- Opening Delimiter -
use std::path::Path;
use std::sync::atomic::{AtomicU64, Ordering};

use async_trait::async_trait;
use chrono::{NaiveDate, NaiveDateTime};

use crate::error::{AppError, Result};
use crate::models::{
    AnalyticsPageData, DatedStudyData, Document, DocumentDetail, DocumentPerformance, Flashcard,
    FlashcardAttempt, OverallAnalytics, Quiz, QuizAttempt, QuizQuestion, RecentQuizPerformance,
    SessionStarted, StartSessionRequest, Summary,
};

use super::DataSource;

pub const SAMPLE_DOCUMENT_ID: &str = "sample-doc";

/// Built-in illustrative dataset used when no backend is configured. The
/// study views stay fully explorable; anything recorded here is accepted
/// and dropped, and uploads fail fast with a configuration error.
pub struct SampleData {
    session_counter: AtomicU64,
}

impl SampleData {
    pub fn new() -> Self {
        Self {
            session_counter: AtomicU64::new(1),
        }
    }
}

impl Default for SampleData {
    fn default() -> Self {
        Self::new()
    }
}

fn ts(year: i32, month: u32, day: u32, hour: u32, minute: u32) -> NaiveDateTime {
    NaiveDate::from_ymd_opt(year, month, day)
        .and_then(|d| d.and_hms_opt(hour, minute, 0))
        .unwrap_or(NaiveDateTime::MIN)
}

fn sample_document() -> Document {
    Document {
        id: SAMPLE_DOCUMENT_ID.to_string(),
        title: "Sample Document: AI Fundamentals".to_string(),
        created_at: ts(2026, 6, 12, 9, 30),
        user_id: Some("default-user-id".to_string()),
        file_path: Some(format!("/uploads/{SAMPLE_DOCUMENT_ID}.pdf")),
    }
}

fn sample_detail() -> DocumentDetail {
    let doc = sample_document();
    let flashcards = vec![
        (
            "What is Artificial Intelligence?",
            "Artificial Intelligence is the simulation of human intelligence processes by machines, especially computer systems.",
        ),
        (
            "What are the main types of machine learning?",
            "Supervised learning, unsupervised learning, and reinforcement learning.",
        ),
        (
            "What is a neural network?",
            "A computing system inspired by biological neural networks that processes information using interconnected nodes.",
        ),
    ]
    .into_iter()
    .enumerate()
    .map(|(i, (question, answer))| Flashcard {
        id: format!("fc-{SAMPLE_DOCUMENT_ID}-{}", i + 1),
        document_id: doc.id.clone(),
        question: question.to_string(),
        answer: answer.to_string(),
        created_at: doc.created_at,
    })
    .collect();

    let quiz_id = format!("quiz-{SAMPLE_DOCUMENT_ID}");
    let questions = vec![
        (
            "Which of the following is a subset of AI focused on learning from data?",
            vec!["Machine Learning", "Computer Graphics", "Database Management", "Web Development"],
            "Machine Learning",
        ),
        (
            "What type of AI can perform any intellectual task that a human can do?",
            vec!["Narrow AI", "General AI", "Super AI", "Weak AI"],
            "General AI",
        ),
    ]
    .into_iter()
    .enumerate()
    .map(|(i, (question, options, correct))| QuizQuestion {
        id: format!("q-{SAMPLE_DOCUMENT_ID}-{}", i + 1),
        quiz_id: quiz_id.clone(),
        question: question.to_string(),
        options: options.into_iter().map(str::to_string).collect(),
        correct_answer: correct.to_string(),
        created_at: doc.created_at,
    })
    .collect();

    DocumentDetail {
        summary: Some(Summary {
            id: format!("sum-{SAMPLE_DOCUMENT_ID}"),
            document_id: doc.id.clone(),
            content: "This document provides a comprehensive introduction to Artificial \
                      Intelligence, covering key concepts such as machine learning, neural \
                      networks, natural language processing, and computer vision. It explores \
                      the historical development of AI, current applications across various \
                      industries, and future prospects for AI technology."
                .to_string(),
            created_at: doc.created_at,
        }),
        flashcards,
        quiz: Some(Quiz {
            id: quiz_id,
            document_id: doc.id.clone(),
            title: "AI Fundamentals Quiz".to_string(),
            created_at: doc.created_at,
            questions,
        }),
        id: doc.id,
        title: doc.title,
        created_at: doc.created_at,
        user_id: doc.user_id,
        file_path: doc.file_path,
    }
}

fn sample_analytics() -> AnalyticsPageData {
    AnalyticsPageData {
        overall_analytics: OverallAnalytics {
            total_study_time: 3600,
            current_streak: 3,
            longest_streak: 5,
            total_flashcards_seen: 50,
            total_flashcards_mastered: 30,
            flashcard_accuracy_overall: 75.0,
            total_quizzes_completed: 10,
            average_quiz_score_overall: 85.0,
            study_sessions_this_week_count: 5,
        },
        study_sessions_chart_data: [
            ("2026-06-06", 30, 1),
            ("2026-06-07", 45, 2),
            ("2026-06-08", 60, 2),
            ("2026-06-09", 30, 1),
            ("2026-06-10", 90, 3),
            ("2026-06-11", 60, 2),
            ("2026-06-12", 45, 2),
        ]
        .into_iter()
        .map(|(date, duration, sessions)| DatedStudyData {
            date: date.to_string(),
            duration,
            sessions,
        })
        .collect(),
        flashcard_performance_chart_data: [
            ("Introduction to AI", 85.0, 20),
            ("Machine Learning Basics", 75.0, 15),
            ("Neural Networks", 70.0, 10),
        ]
        .into_iter()
        .map(|(title, accuracy, attempts)| DocumentPerformance {
            document_title: title.to_string(),
            accuracy,
            attempts,
        })
        .collect(),
        quiz_performance_chart_data: [
            ("2026-06-01", 75.0, "AI Quiz 1"),
            ("2026-06-03", 80.0, "ML Quiz"),
            ("2026-06-06", 85.0, "NN Quiz"),
            ("2026-06-09", 90.0, "AI Quiz 2"),
            ("2026-06-12", 95.0, "Final Quiz"),
        ]
        .into_iter()
        .map(|(date, score, title)| RecentQuizPerformance {
            date: date.to_string(),
            score,
            quiz_title: title.to_string(),
        })
        .collect(),
    }
}

#[async_trait]
impl DataSource for SampleData {
    fn is_live(&self) -> bool {
        false
    }

    async fn ping(&self) -> Result<()> {
        Err(AppError::BackendNotConfigured)
    }

    async fn list_documents(&self) -> Result<Vec<Document>> {
        Ok(vec![sample_document()])
    }

    async fn document(&self, id: &str) -> Result<DocumentDetail> {
        if id == SAMPLE_DOCUMENT_ID {
            Ok(sample_detail())
        } else {
            Err(AppError::NotFound)
        }
    }

    async fn upload_document(&self, _title: &str, _pdf_path: &Path) -> Result<Document> {
        Err(AppError::BackendNotConfigured)
    }

    async fn process_document(&self, _id: &str) -> Result<()> {
        Err(AppError::BackendNotConfigured)
    }

    async fn analytics_page(&self) -> Result<AnalyticsPageData> {
        Ok(sample_analytics())
    }

    async fn start_session(&self, _request: &StartSessionRequest) -> Result<SessionStarted> {
        let n = self.session_counter.fetch_add(1, Ordering::Relaxed);
        Ok(SessionStarted {
            id: format!("sample-session-{n}"),
        })
    }

    async fn end_session(&self, _session_id: &str) -> Result<()> {
        Ok(())
    }

    async fn record_flashcard_attempt(&self, _attempt: &FlashcardAttempt) -> Result<()> {
        Ok(())
    }

    async fn record_quiz_attempt(&self, _attempt: &QuizAttempt) -> Result<()> {
        Ok(())
    }
}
- Closing Delimiter -
• [What the task asks]: Look through the entries above, and wherever a line holds the string "duration", copy it.

• [Written answer]:
        .map(|(date, duration, sessions)| DatedStudyData {
            duration,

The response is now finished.